With families in the UK spending on average between £1,000 to £2,700 at Christmas, it’s unsurprising that many of us are feeling the pressure to spend more than we can afford in preparation for the big day. While we feel that we’re expected to give as much as we get, this can leave a burning hole in our bank accounts, making paying off the Christmas debt a mammoth task.
That’s why today, we’re discussing our favourite tips to help you pull off Christmas day on a budget, ensuring that your Christmas shopping doesn’t break the bank this year. From decoding how to make a realistic budget that you can stick to to cheaper gift ideas and some savvy discount tricks, we’ve got you covered.
Make a realistic budget
While one of the best parts about getting in the festive spirit is shopping for presents, if you’re working to a tight and unrealistic budget it can become incredibly stressful. Despite what your friends and family are budgeting, it’s best to focus on what you can afford, based on your income and savings.
From there, create a list of everyone you need to buy presents for and what you’d like to buy them. One of our favourite budgeting tips is to assign a spending limit to each person with your allowance in mind, as this is a great way to keep your spending habits under control. After you’ve assigned your personal spending boundaries, calculate the total amount that you’re expecting to spend and compare this with your income and savings. If the two numbers correspond, you’re good to go!
Keep an eye out for discounts
While you may have the perfect gift in mind for your special someone, it’s easy to set your standards high, which often comes with an equally high price tag. With Black Friday coming up, now is an ideal time to start looking early at deals online and instore. After all, the sooner you start prepping, the less stressful December will be and the more time you’ll have to seek out the best deal – making this one of the best budgeting tools.
If the product you had in mind doesn’t look like it’s in the firing line for some price slashes this year, fear not – signing up to a store’s email list is a great way to make extra savings, with many stores offering an extra 10-20% off to new customers. On a similar note, on the lead up to Christmas, many stores offer savings with a gift card – so purchasing a gift card and using this to buy your presents or food is a great budgeting tool to make some small but meaningful savings.
While everyone loves wrapping their presents to make them look the best they can, accessories such as bells and bows can soon rack up the cost of Christmas – particularly if you have many small gifts to wrap! Consider recycling old wrapping accessories from previous years, or even recycling old jars or using brown mailing paper for a rustic but festive look.
Think cheaper gifts
While young children may ask for some new toys that they’ve seen on various Christmas adverts, additional items such a stocking fillers can easily rack up the costs of presents. If slashing your gift list seems easier said than done, buying second hand is a savvy way to budget money. Younger children aren’t likely to notice if it comes in the original packaging, and second hand toys are often sold for a fraction of the price. So before heading to the high street, give sites such as eBay, Preloved and Gumtree a search to make sure you’re getting the most for your money.
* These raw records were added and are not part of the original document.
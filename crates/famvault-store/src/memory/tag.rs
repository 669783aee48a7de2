//! In-memory tag store.

use std::collections::hash_map::Entry;
use std::collections::HashSet;

use async_trait::async_trait;
use chrono::Utc;

use famvault_core::error::AppError;
use famvault_core::result::AppResult;
use famvault_core::types::{FamilyId, FileId, TagId};
use famvault_entity::tag::{FileTag, Tag};

use crate::traits::TagStore;

use super::db::MemoryDb;

/// Tag store over the shared in-memory database.
#[derive(Debug, Clone)]
pub struct MemoryTagStore {
    db: MemoryDb,
}

impl MemoryTagStore {
    /// Create a new tag store over the given database.
    pub fn new(db: MemoryDb) -> Self {
        Self { db }
    }
}

#[async_trait]
impl TagStore for MemoryTagStore {
    async fn insert(&self, tag: &Tag) -> AppResult<()> {
        let mut state = self.db.write().await;
        let taken = state.tags.values().any(|t| {
            t.family_id == tag.family_id && t.name.eq_ignore_ascii_case(&tag.name)
        });
        if taken {
            return Err(AppError::conflict(format!("Tag '{}' already exists", tag.name)));
        }
        state.tags.insert(tag.id, tag.clone());
        Ok(())
    }

    async fn find_by_id(&self, id: TagId) -> AppResult<Option<Tag>> {
        let state = self.db.read().await;
        Ok(state.tags.get(&id).cloned())
    }

    async fn find_by_name(&self, family_id: FamilyId, name: &str) -> AppResult<Option<Tag>> {
        let state = self.db.read().await;
        Ok(state
            .tags
            .values()
            .find(|t| t.family_id == family_id && t.name.eq_ignore_ascii_case(name))
            .cloned())
    }

    async fn list_by_family(&self, family_id: FamilyId) -> AppResult<Vec<Tag>> {
        let state = self.db.read().await;
        let mut tags: Vec<Tag> = state
            .tags
            .values()
            .filter(|t| t.family_id == family_id)
            .cloned()
            .collect();
        tags.sort_by(|a, b| a.name.cmp(&b.name));
        Ok(tags)
    }

    async fn list_by_ids(&self, ids: &[TagId]) -> AppResult<Vec<Tag>> {
        let set: HashSet<TagId> = ids.iter().copied().collect();
        let state = self.db.read().await;
        let mut tags: Vec<Tag> = state
            .tags
            .values()
            .filter(|t| set.contains(&t.id))
            .cloned()
            .collect();
        tags.sort_by(|a, b| a.name.cmp(&b.name));
        Ok(tags)
    }

    async fn rename(&self, id: TagId, new_name: &str) -> AppResult<Tag> {
        let mut state = self.db.write().await;
        let family_id = state
            .tags
            .get(&id)
            .ok_or_else(|| AppError::not_found(format!("Tag {id} not found")))?
            .family_id;
        let taken = state.tags.values().any(|t| {
            t.id != id && t.family_id == family_id && t.name.eq_ignore_ascii_case(new_name)
        });
        if taken {
            return Err(AppError::conflict(format!("Tag '{new_name}' already exists")));
        }
        let tag = state
            .tags
            .get_mut(&id)
            .ok_or_else(|| AppError::not_found(format!("Tag {id} not found")))?;
        tag.name = new_name.to_string();
        Ok(tag.clone())
    }

    async fn remove(&self, id: TagId) -> AppResult<bool> {
        let mut state = self.db.write().await;
        state.file_tags.retain(|(_, tid), _| *tid != id);
        Ok(state.tags.remove(&id).is_some())
    }

    async fn attach(&self, file_id: FileId, tag_id: TagId) -> AppResult<bool> {
        let mut state = self.db.write().await;
        match state.file_tags.entry((file_id, tag_id)) {
            Entry::Occupied(_) => Ok(false),
            Entry::Vacant(slot) => {
                slot.insert(FileTag {
                    file_id,
                    tag_id,
                    created_at: Utc::now(),
                });
                Ok(true)
            }
        }
    }

    async fn detach(&self, file_id: FileId, tag_id: TagId) -> AppResult<bool> {
        let mut state = self.db.write().await;
        Ok(state.file_tags.remove(&(file_id, tag_id)).is_some())
    }

    async fn list_for_file(&self, file_id: FileId) -> AppResult<Vec<Tag>> {
        let state = self.db.read().await;
        let mut tags: Vec<Tag> = state
            .file_tags
            .keys()
            .filter(|(fid, _)| *fid == file_id)
            .filter_map(|(_, tid)| state.tags.get(tid).cloned())
            .collect();
        tags.sort_by(|a, b| a.name.cmp(&b.name));
        Ok(tags)
    }
}
//! Folder domain entities.

pub mod kind;
pub mod model;
pub mod path;
pub mod tree;

pub use kind::FolderKind;
pub use model::Folder;
pub use tree::{FolderNode, FolderTree};
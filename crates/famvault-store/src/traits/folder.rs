//! Folder store trait.

use async_trait::async_trait;

use famvault_core::result::AppResult;
use famvault_core::types::{FamilyId, FileId, FolderId};
use famvault_entity::folder::Folder;

/// Persistence operations for the folder tree.
#[async_trait]
pub trait FolderStore: Send + Sync + std::fmt::Debug + 'static {
    /// Insert a fully-populated folder row.
    async fn insert(&self, folder: &Folder) -> AppResult<()>;

    /// Find a folder by ID.
    async fn find_by_id(&self, id: FolderId) -> AppResult<Option<Folder>>;

    /// Find the family's Root folder, if it has been bootstrapped.
    async fn find_root(&self, family_id: FamilyId) -> AppResult<Option<Folder>>;

    /// Find the family's Inbox folder, if it has been bootstrapped.
    async fn find_inbox(&self, family_id: FamilyId) -> AppResult<Option<Folder>>;

    /// List direct children of a folder, ordered by name.
    async fn list_children(&self, parent_id: FolderId) -> AppResult<Vec<Folder>>;

    /// List every folder of a family, ordered by path.
    async fn list_by_family(&self, family_id: FamilyId) -> AppResult<Vec<Folder>>;

    /// List every folder of a family whose path starts with the given
    /// prefix. This is the transitive-descendant query: the prefix is the
    /// ancestor's `child_path()`.
    async fn list_descendants(
        &self,
        family_id: FamilyId,
        path_prefix: &str,
    ) -> AppResult<Vec<Folder>>;

    /// Update a folder's name only. Paths are id-based, so no cascade.
    async fn rename(&self, id: FolderId, new_name: &str) -> AppResult<Folder>;

    /// Re-parent a folder and rewrite the paths of its whole subtree.
    ///
    /// `old_prefix`/`new_prefix` are the folder's `child_path()` before and
    /// after the move; every descendant path carrying the old prefix is
    /// rewritten to the new one. The folder row update and the descendant
    /// rewrite are applied atomically from one snapshot.
    async fn move_subtree(
        &self,
        id: FolderId,
        new_parent_id: FolderId,
        new_path: &str,
        old_prefix: &str,
        new_prefix: &str,
    ) -> AppResult<Folder>;

    /// Remove a folder subtree and everything hanging off it in one
    /// atomic batch: the listed folders and files, their permission
    /// grants, file/tag associations, and album memberships. Album covers
    /// pointing at removed files are cleared.
    async fn remove_subtree(
        &self,
        family_id: FamilyId,
        folder_ids: &[FolderId],
        file_ids: &[FileId],
    ) -> AppResult<()>;
}
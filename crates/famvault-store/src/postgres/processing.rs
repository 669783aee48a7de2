//! PostgreSQL processing log store.

use async_trait::async_trait;
use sqlx::PgPool;

use famvault_core::error::{AppError, ErrorKind};
use famvault_core::result::AppResult;
use famvault_core::types::{FamilyId, FileId};
use famvault_entity::processing::ProcessingLogEntry;

use crate::traits::ProcessingLogStore;

/// Processing log store backed by PostgreSQL.
#[derive(Debug, Clone)]
pub struct PgProcessingLogStore {
    pool: PgPool,
}

impl PgProcessingLogStore {
    /// Create a new processing log store.
    pub fn new(pool: PgPool) -> Self {
        Self { pool }
    }
}

#[async_trait]
impl ProcessingLogStore for PgProcessingLogStore {
    async fn append(&self, entry: &ProcessingLogEntry) -> AppResult<()> {
        sqlx::query(
            "INSERT INTO processing_log_entries \
             (id, family_id, file_id, file_name, rule_id, rule_name, action, \
              destination_folder_id, succeeded, error, created_at) \
             VALUES ($1, $2, $3, $4, $5, $6, $7, $8, $9, $10, $11)",
        )
        .bind(entry.id)
        .bind(entry.family_id)
        .bind(entry.file_id)
        .bind(&entry.file_name)
        .bind(entry.rule_id)
        .bind(&entry.rule_name)
        .bind(&entry.action)
        .bind(entry.destination_folder_id)
        .bind(entry.succeeded)
        .bind(&entry.error)
        .bind(entry.created_at)
        .execute(&self.pool)
        .await
        .map_err(|e| {
            AppError::with_source(ErrorKind::Database, "Failed to append log entry", e)
        })?;
        Ok(())
    }

    async fn list_by_family(
        &self,
        family_id: FamilyId,
        limit: i64,
    ) -> AppResult<Vec<ProcessingLogEntry>> {
        sqlx::query_as::<_, ProcessingLogEntry>(
            "SELECT * FROM processing_log_entries WHERE family_id = $1 \
             ORDER BY created_at DESC LIMIT $2",
        )
        .bind(family_id)
        .bind(limit)
        .fetch_all(&self.pool)
        .await
        .map_err(|e| AppError::with_source(ErrorKind::Database, "Failed to list log entries", e))
    }

    async fn list_by_file(&self, file_id: FileId) -> AppResult<Vec<ProcessingLogEntry>> {
        sqlx::query_as::<_, ProcessingLogEntry>(
            "SELECT * FROM processing_log_entries WHERE file_id = $1 ORDER BY created_at DESC",
        )
        .bind(file_id)
        .fetch_all(&self.pool)
        .await
        .map_err(|e| AppError::with_source(ErrorKind::Database, "Failed to list log entries", e))
    }
}
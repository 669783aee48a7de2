//! # famvault-policy
//!
//! Effective permission resolution for FamVault resources. The resolver
//! combines ownership and family-role bypasses, the restricted/unrestricted
//! distinction, and folder-chain inheritance for files into one decision.

pub mod resolver;

pub use resolver::{AccessDecision, PermissionResolver, PermissionSource};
On a similar note, before you purchase anything, go online to check if another retailer has a better deal or discount. If you start your Christmas shopping early, you’ll have time to leave your items in your online shopping cart for a few days – often, when you begin to close a browser or return to your bag, a last minute discount can appear on the screen. Alternatively, online shopping sites often allow you to sign up for alerts when the price drops, which could leave you with big savings in the long run.
We hope that with our tips, you agree with us that there’s no need to spend a fortune on the festivities when you’re equipped with the knowledge of how to budget money. It’s all about planning ahead and doing your research to make sure that you’re getting the best deal before you buy. So what are you waiting for? Start your Christmas shopping early to avoid the January bank-balance blues.